Press Release Webinar Keislaman seri 8 bertajuk “Pinjaman Online dalam Kacamata Islam”

Saat ini pinjaman online telah menjadi pilihan alternatif masyarakat dalam memperoleh pinjaman secara cepat untuk memenuhi kebutuhan mendesak. Namun akhir-akhir ini banyak ditemukan kasus pinjaman online illegal yang merugikan banyak pihak khususnya peminjam yang datang dari kalangan masyarakat kelas bawah. Mereka sering mendapat ancaman dan terror lantaran kesulitan membayar hutang, bahkan ada yang sampai bunuh diri karena tidak kuat dengan ancaman tersebut.

Oleh karena itu Universitas Islam Indoensia yang dimotori oleh Direktorat Pendidikan dan Pembinaan Agama Islam (DPPAI) mengadakan Webinar Keislaman seri 8 bertajuk “Pinjaman Online dalam Kacamata Islam”. Webinar ini diselenggarakan dalam jaringan (online) pada hari Sabtu, 13 November 2021. Dalam hal ini, DPPAI berupaya untuk memberikan pemahaman kepada masyarakat mengenai hukum dan tindak lanjut kasus pinjaman online.

Webinar ini menghadirkan tiga pemateri, yaitu Prof. Dr. Mudzakkir, S.H., M.H (Guru besar dan ahli hukum pidana fakultas hukum UII), Prof. Dr. Syamsul Anwar, M.A (Dosen Fakultas Syari’ah dan Hukum UIN Sunan Kalijaga), dan Dinavia Tri Riandari (Perwakilan dari Otoritas Jasa Keuangan). Webinar ini dimoderatori oleh Fajar Fandi Atmaja, Lc., M.Si (Dosen Ekonomi Islam UII).

Prof.Dr. Mudzakkir, S.H., M.H memberikan pandangan seputar pinjaman online dalam perspektif hukum. Dalam sisi hukum pinjaman online adalah sah. Namun, penyimpangan dari asas-asa tersebut yang menjadi masalah. Pinjaman online harus memenuhi syarat-syarat pinjam-meminjam yang sah. Sementara dalam hal tagih-menagih merupakan mekanisme dari pelunasan. Namun cara penagihan oleh beberapa oknum pinjaman online illegal dilakukan dengan salah dan tidak sah, karena disertai dengan ancaman.

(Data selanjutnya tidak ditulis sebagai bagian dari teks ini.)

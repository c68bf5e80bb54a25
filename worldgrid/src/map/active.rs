//! Active entities, exempt from distance culling. Active creatures with a spawn protect
//! their respawn grid from being unloaded.

use tracing::{debug, error};

use crate::coord::{CellArea, GridCoord};
use crate::entity::{Entity, EntityId, EntityKind, Position};

use super::{Map, MapError};


impl Map {

    /// The grid protected by an active entity, only non-pet creatures with a spawn
    /// protect their respawn grid.
    fn protected_grid(entity: &Entity) -> Option<GridCoord> {
        if entity.kind() == EntityKind::Creature && !entity.is_pet() && entity.spawn_id.is_some() {
            entity.home.grid()
        } else {
            None
        }
    }

    /// Register an entity in the active list, players have their own list.
    pub(super) fn add_to_active(&mut self, id: EntityId) {

        if id.kind == EntityKind::Player {
            return;
        }

        let Some(entity) = self.entities.get(&id) else {
            return;
        };

        if !self.active.insert(id) {
            return;
        }

        if let Some(home) = Self::protected_grid(entity) {
            self.ensure_grid_created(home);
            if let Some(grid) = self.grids.get_mut(home) {
                grid.increment_protection();
            }
        }

    }

    /// Unregister an entity from the active list, releasing the protection it holds.
    pub(super) fn remove_from_active(&mut self, id: EntityId) {

        if !self.active.swap_remove(&id) {
            return;
        }

        let Some(home) = self.entities.get(&id).and_then(Self::protected_grid) else {
            return;
        };

        match self.grids.get_mut(home) {
            Some(grid) => grid.decrement_protection(),
            None => error!("active entity {id} protects grid {home} which does not exist"),
        }

    }

    /// Make an entity active or not, players are always active.
    pub fn set_active(&mut self, id: EntityId, active: bool) -> Result<(), MapError> {

        let entity = self.entities.get_mut(&id).ok_or(MapError::UnknownEntity(id))?;
        if id.kind == EntityKind::Player || entity.active == active {
            return Ok(());
        }

        entity.active = active;
        let in_world = entity.in_world;
        let cell = entity.cell;
        let position = entity.position;

        if !in_world {
            return Ok(());
        }

        if active {
            self.add_to_active(id);
            if let Some(cell) = cell {
                self.ensure_grid_loaded_for_active_object(cell, id);
                self.load_grids_in_range(position);
            }
        } else {
            self.remove_from_active(id);
        }

        debug!("entity {id} active: {active}");
        Ok(())

    }

    /// Load every grid an active entity standing at the given position can see into,
    /// its own grid is expected to be loaded already.
    pub(super) fn load_grids_in_range(&mut self, position: Position) {

        let mut seen = Vec::with_capacity(4);
        for cell in CellArea::around(position.pos.x, position.pos.y, self.config.visibility_distance) {
            let coord = cell.grid();
            if !seen.contains(&coord) {
                seen.push(coord);
                if self.ensure_grid_loaded(cell) {
                    debug!("loaded grid {coord} in visibility range of ({}, {})", position.pos.x, position.pos.y);
                }
            }
        }

    }

    /// Return true if a player or an active entity is close enough to the given grid to
    /// see into it.
    pub fn active_objects_near_grid(&self, coord: GridCoord) -> bool {
        let area = coord.cells().expand(self.config.visibility_cells());
        self.players.iter()
            .chain(self.active.iter())
            .filter_map(|id| self.entities.get(id).and_then(Entity::cell))
            .any(|cell| area.contains(cell))
    }

}


#[cfg(test)]
mod tests {

    use crate::context::MapKey;
    use crate::config::MapConfig;
    use crate::entity::{Entity, EntityKind, Position};
    use crate::memory::MemoryContext;

    use super::*;

    fn map() -> Map {
        Map::new(MapKey::new(1, 0), MapConfig::default(), MemoryContext::new().context(), 1000)
    }

    #[test]
    fn active_creature_protects_home_grid() {

        let mut map = map();
        let home = Position::new(100.0, 100.0, 0.0, 0.0);
        let id = map.generate_id(EntityKind::Creature);
        let creature = Entity::creature(id, 1, home).with_spawn(42).with_active(true);
        map.add_to_map(creature).unwrap();

        let grid = home.grid().unwrap();
        assert_eq!(map.grid_protection(grid), Some(1));
        assert!(map.active_entities().any(|active| active == id));

        map.set_active(id, false).unwrap();
        assert_eq!(map.grid_protection(grid), Some(0));
        map.set_active(id, true).unwrap();
        assert_eq!(map.grid_protection(grid), Some(1));

        map.remove_from_map(id);
        assert_eq!(map.grid_protection(grid), Some(0));

    }

    #[test]
    fn pets_do_not_protect() {
        let mut map = map();
        let pos = Position::new(100.0, 100.0, 0.0, 0.0);
        let id = map.generate_id(EntityKind::Creature);
        let mut pet = Entity::creature(id, 1, pos).with_spawn(7).with_active(true);
        pet.as_creature_mut().unwrap().pet = true;
        map.add_to_map(pet).unwrap();
        assert_eq!(map.grid_protection(pos.grid().unwrap()), Some(0));
    }

    #[test]
    fn near_grid_uses_visibility() {

        let mut map = map();
        let pos = Position::new(10.0, 10.0, 0.0, 0.0);
        map.add_player(Entity::player(1, 1, pos)).unwrap();

        let grid = pos.grid().unwrap();
        assert!(map.active_objects_near_grid(grid));
        let far = GridCoord::new(grid.x + 3, grid.y).unwrap();
        assert!(!map.active_objects_near_grid(far));

    }

}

Adapun Prof. Dr. Syamsul Anwar, M.A memberikan tinjauan dari perspektif syari’ah. Pinjam-meminjam  baik online maupun offline masuk ke dalam pembahasan fiqih muamalat. Jadi dalam akad Syariah, pinjam-meminjam tidak boleh dikenai jasa atau bunga. Menurut hukum syari’at transaksi tersebut merupakan transaksi dilarang yang menyebabkan akad tersebut fasik (rusak) yang artinya tidak memenuhi syarat keabsahan. Akad yang fasik wajib dibatalkan, tapi akad dapat diteruskan dengan menghilangkan sumber-sumber kefasikan seperti menghilangkan bunga.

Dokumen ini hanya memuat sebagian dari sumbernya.